Show every line from the data below that includes "assumed".

### DATA TO EXAMINE ###

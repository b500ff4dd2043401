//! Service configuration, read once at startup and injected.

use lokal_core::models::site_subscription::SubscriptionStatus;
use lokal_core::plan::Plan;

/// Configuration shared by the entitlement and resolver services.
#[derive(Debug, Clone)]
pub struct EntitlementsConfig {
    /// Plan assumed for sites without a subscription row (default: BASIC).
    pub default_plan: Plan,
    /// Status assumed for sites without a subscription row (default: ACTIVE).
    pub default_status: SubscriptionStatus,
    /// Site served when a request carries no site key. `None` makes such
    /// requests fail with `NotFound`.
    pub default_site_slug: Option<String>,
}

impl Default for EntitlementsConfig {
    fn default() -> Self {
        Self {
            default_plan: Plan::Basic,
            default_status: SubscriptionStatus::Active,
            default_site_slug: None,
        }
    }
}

###

TASK SOLUTION:
    /// Plan assumed for sites without a subscription row (default: BASIC).
    /// Status assumed for sites without a subscription row (default: ACTIVE).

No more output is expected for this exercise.